Ibmec-RJ acredita em trégua na queda dos juros

A queda nas taxas de juros para o consumidor vai apresentar uma "trégua" a partir de agora, segundo avalia o economista Carlos Tadeu de Freitas, do Instituto Brasileiro de Mercado de Capitais (Ibmec) no Rio. Ele avalia que o mercado ficará mais cauteloso diante a possibilidade, mesmo que remota, da manutenção ou aumento da Selic nas próximas reuniões do Copom. A avaliação do economista é que essa "trégua" vai durar até abril, ainda que as taxas para o consumidor estejam "altíssimas" neste momento.

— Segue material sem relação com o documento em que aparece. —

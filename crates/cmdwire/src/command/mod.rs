//! The trait implemented by every command record.
//!
//! Commands declare their shape through [`Command::schema`] instead of
//! being reflected over at run time. The registry validates that schema
//! once, and the constructor and unmarshaler hand the command a [`Fields`]
//! reader holding values already coerced to the declared types.

use std::any::Any;
use std::fmt;
use std::vec;

use crate::error::CmdError;
use crate::schema::CommandSchema;
use crate::value::{FromValue, Value};

/// A typed command record.
///
/// # Example
///
/// ```
/// use cmdwire::command::{Command, Fields};
/// use cmdwire::schema::CommandSchema;
/// use cmdwire::types::FieldType;
/// use cmdwire::value::Value;
/// use cmdwire::CmdError;
///
/// #[derive(Debug, PartialEq)]
/// struct GetBlockCount;
///
/// impl Command for GetBlockCount {
///     fn schema() -> CommandSchema {
///         CommandSchema::new()
///     }
///
///     fn from_fields(_fields: &mut Fields) -> Result<Self, CmdError> {
///         Ok(Self)
///     }
///
///     fn to_fields(&self) -> Vec<Value> {
///         Vec::new()
///     }
/// }
/// ```
pub trait Command: Any + fmt::Debug + Send + Sync {
    /// Declares the command's fields in wire order.
    fn schema() -> CommandSchema
    where
        Self: Sized;

    /// Builds the command from coerced field values.
    ///
    /// # Errors
    ///
    /// Returns an error when a slot does not hold the value the command
    /// expects, which indicates the schema and the record disagree.
    fn from_fields(fields: &mut Fields) -> Result<Self, CmdError>
    where
        Self: Sized;

    /// Returns the field values in wire order, with [`Value::Nil`] for
    /// absent optional fields.
    fn to_fields(&self) -> Vec<Value>;
}

/// Ordered reader over named field values.
///
/// Slots must be taken in declaration order, one at a time.
#[derive(Debug)]
pub struct Fields {
    slots: vec::IntoIter<(String, Value)>,
}

impl Fields {
    /// Creates a reader over `(name, value)` slots.
    #[must_use]
    pub fn new(slots: Vec<(String, Value)>) -> Self {
        Self {
            slots: slots.into_iter(),
        }
    }

    /// Creates a reader over the members of a record value.
    ///
    /// Nested record types use this from their [`FromValue`]
    /// implementation.
    ///
    /// # Errors
    ///
    /// Returns an [`ErrorCode::InvalidType`](crate::ErrorCode::InvalidType)
    /// error when `value` is not a record.
    pub fn from_record(value: Value) -> Result<Self, CmdError> {
        match value {
            Value::Record(members) => Ok(Self::new(members)),
            other => Err(CmdError::invalid_type(format!(
                "expected a record value, got {}",
                other.type_name()
            ))),
        }
    }

    /// Takes the next slot, which must be named `name`, as a `T`.
    ///
    /// # Errors
    ///
    /// Returns an [`ErrorCode::InvalidType`](crate::ErrorCode::InvalidType)
    /// error when the slots are exhausted, the next slot has another name, or
    /// its value is not a `T`.
    pub fn take<T: FromValue>(&mut self, name: &str) -> Result<T, CmdError> {
        let Some((slot, value)) = self.slots.next() else {
            return Err(CmdError::invalid_type(format!("field '{name}' is missing")));
        };
        if slot != name {
            return Err(CmdError::invalid_type(format!(
                "expected field '{name}', found '{slot}'"
            )));
        }
        T::from_value(value)
            .map_err(|err| CmdError::invalid_type(format!("field '{name}': {}", err.message())))
    }

    /// Returns the number of slots not yet taken.
    #[must_use]
    pub fn remaining(&self) -> usize {
        self.slots.len()
    }
}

Ele afirma ainda que a decisão tomada ontem pelo Copom, de estabilidade da Selic, foi correta. O argumento é que a economia tem dado sinais de crescimento mais rápido do que era esperado e, caso seja mantido esse ritmo, poderão ocorrer aumentos de preços nos próximos seis meses. Sua avaliação é que a Selic será reduzida gradualmente no decorrer do ano e chegará a 13% ou 14% no final de 2001, desde que a desaceleração da economia dos Estados Unidos não se agrave ou os sinais de aquecimento econômico no Brasil não fiquem mais fortes.